This evening, at 6 pm, I will be paying my respects to the great Marvin Chirelstein by attending a memorial service in his honor that will be held at Columbia Law School. Details are available here.
Last February, I included some Chirelstein reminiscences here. The comments on this post that several friends left are also worth checking - they contain more stories about him.
More Chirelstein stories are available at the Columbia website here. Here are just a few of the most amusing bits:
One former Chirelstein student writes: I loved Chirelstein’s war stories, and his dry, oddball, self-effacing humor so much, I started jotting down his quotable quotes. Here are a few that folks may appreciate. On the first day of class: “Lectures stink, if you ask me. On the other hand, answering student questions takes a lot of work. It is far easier to fill an hour with babble, than answering your questions – which will be ill expressed.” On an opinion by Justice Stone: “Did Justice Stone write this opinion – he’s one of our boys, isn’t he? And we’re proud of him. Are we? I am. Whoever he was. Oh, there are portraits of him in the law school. Let’s adjourn and go look at his portraits. Handsome man that he was.” On an opinion by Justice Cardozo: “Cardozo’s language always makes me think of an overstuffed sofa. . . Unfortunately, Justice Cardozo's opinion contains so much soggy philosophy that its main thesis is difficult to locate.
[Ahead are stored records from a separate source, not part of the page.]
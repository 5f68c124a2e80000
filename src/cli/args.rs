//! Command line argument parsing for the seoscribe CLI using clap.

use std::path::PathBuf;

use clap::{Parser, Subcommand, ValueEnum};
use serde::{Deserialize, Serialize};

/// seoscribe - deterministic SEO analysis for written content
#[derive(Parser, Debug, Clone)]
#[command(name = "seoscribe")]
#[command(about = "Score content for SEO: keywords, readability and structure")]
#[command(version = env!("CARGO_PKG_VERSION"))]
#[command(long_about = None)]
pub struct SeoscribeArgs {
    /// Verbosity level (0=quiet, 1=normal, 2=verbose, 3=debug)
    #[arg(short, long, action = clap::ArgAction::Count)]
    pub verbose: u8,

    /// Quiet mode (overrides verbose)
    #[arg(short, long)]
    pub quiet: bool,

    /// Output format
    #[arg(short = 'f', long = "format", default_value = "human")]
    pub output_format: OutputFormat,

    /// Pretty-print JSON output
    #[arg(long)]
    pub pretty: bool,

    /// Scoring configuration file (JSON)
    #[arg(long, value_name = "CONFIG_FILE", env = "SEOSCRIBE_CONFIG")]
    pub config: Option<PathBuf>,

    /// Subcommand to execute
    #[command(subcommand)]
    pub command: Command,
}

impl SeoscribeArgs {
    /// Get the effective verbosity level
    pub fn verbosity(&self) -> u8 {
        if self.quiet {
            0
        } else {
            match self.verbose {
                0 => 1,
                n => n,
            }
        }
    }

    /// Log level for the effective verbosity: errors only when quiet,
    /// warnings by default, then info and debug.
    pub fn log_level(&self) -> log::LevelFilter {
        match self.verbosity() {
            0 => log::LevelFilter::Error,
            1 => log::LevelFilter::Warn,
            2 => log::LevelFilter::Info,
            _ => log::LevelFilter::Debug,
        }
    }
}

/// Available CLI commands
#[derive(Subcommand, Debug, Clone)]
pub enum Command {
    /// Full SEO analysis of one or more files
    Analyze(AnalyzeArgs),

    /// Extract the top keywords and phrases
    Keywords(KeywordsArgs),

    /// Flesch reading ease of a file
    Readability(ReadabilityArgs),

    /// Compare an original and an optimized version
    Compare(CompareArgs),
}

/// Arguments for analyzing content
#[derive(Parser, Debug, Clone)]
pub struct AnalyzeArgs {
    /// Content files ("-" reads stdin)
    #[arg(value_name = "FILE", required = true)]
    pub files: Vec<PathBuf>,

    /// Target keywords (comma separated); derived from the content when omitted
    #[arg(short, long, value_delimiter = ',')]
    pub keywords: Vec<String>,
}

/// Arguments for keyword extraction
#[derive(Parser, Debug, Clone)]
pub struct KeywordsArgs {
    /// Content file ("-" reads stdin)
    #[arg(value_name = "FILE")]
    pub file: PathBuf,

    /// Number of keywords to return
    #[arg(short = 'n', long, default_value = "10")]
    pub count: usize,

    /// Show counts and densities
    #[arg(long)]
    pub details: bool,
}

/// Arguments for readability scoring
#[derive(Parser, Debug, Clone)]
pub struct ReadabilityArgs {
    /// Content file ("-" reads stdin)
    #[arg(value_name = "FILE")]
    pub file: PathBuf,
}

/// Arguments for comparing two versions
#[derive(Parser, Debug, Clone)]
pub struct CompareArgs {
    /// Original content file
    #[arg(value_name = "ORIGINAL")]
    pub original: PathBuf,

    /// Optimized content file
    #[arg(value_name = "OPTIMIZED")]
    pub optimized: PathBuf,

    /// Target keywords (comma separated); derived from the original when omitted
    #[arg(short, long, value_delimiter = ',')]
    pub keywords: Vec<String>,
}

/// Output format options
#[derive(ValueEnum, Debug, Clone, Copy, PartialEq, Eq, Serialize, Deserialize)]
pub enum OutputFormat {
    /// Human-readable format
    Human,
    /// JSON format
    Json,
}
On his lecture: “Can you follow this lecture? I don't know how.” Reciting a problem in the casebook: “I can’t bring myself to recite it - it is so boring.” On the assignment: “Read these opinions with your eyes half-closed.” In response to a student question: “That’s the answer to your question. Don't ask anything further. Stifle your curiosity.” “This is what you have to know if you want to be a partner in the tax and estates department [chuckles] Pretty exciting life.” “You know what your trouble is? You don't smoke.” On a chart illustrating the operation of tax law: “My grandchild made this chart, which proves that Quintilian was right that a full deduction is the same as no tax on gain.” “As Leonidas said at the Battle of Marathon - the tax benefits are deferrable”
Another writes: You had the feeling he had just come from a smoke-filled boardroom where he was smoking a cigar and advising world leaders. It always seemed he was only sharing half of his wisecracks and secretly chuckling to himself at the rest while he weighed how much of his wit to share with the world. If I may add some quotes, which I still remember after 17 years... On the first day of class in 1997, "Welcome to law school. You are now middle-aged." On a complicated contract dispute between 2 parties: "Aren't you kind of starting to hate them both, Mr. Adams...?" On a contract case: "They had more printing machines than you could count in a week." On a litigant who had secretly obtained legal counsel, "Now this guy's been talking to a lawyer...can't you smell it?"
A third, who also had him for contracts, quotes him as saying: "Haven't you noticed that all these cases -- the pregnant cow, the tack in the blueberry pie -- all these cases have this dreamlike quality to them? It's like you're walking down the street and all the buildings are upside down but somehow that doesn't seem strange. Or you're underwater and yet you're breathing just as though it was the most natural thing in the world. In each of these cases there is something that is out of order and yet, you don't notice it. That's really all this course is about. There's not much to it really."
(What a contrast between this last one and the pomposity of, say, Professor Kingsfield in The Paper Chase - also a contracts teacher, but rather a more presumptuous one, not to mention lucky (if we ignore that he is a fictional character) to have predated the law and economics / law and other X, Y, or Z revolution that swept away the Kingsfieldian world, and yet that Chirelstein precociously understood and anticipated.)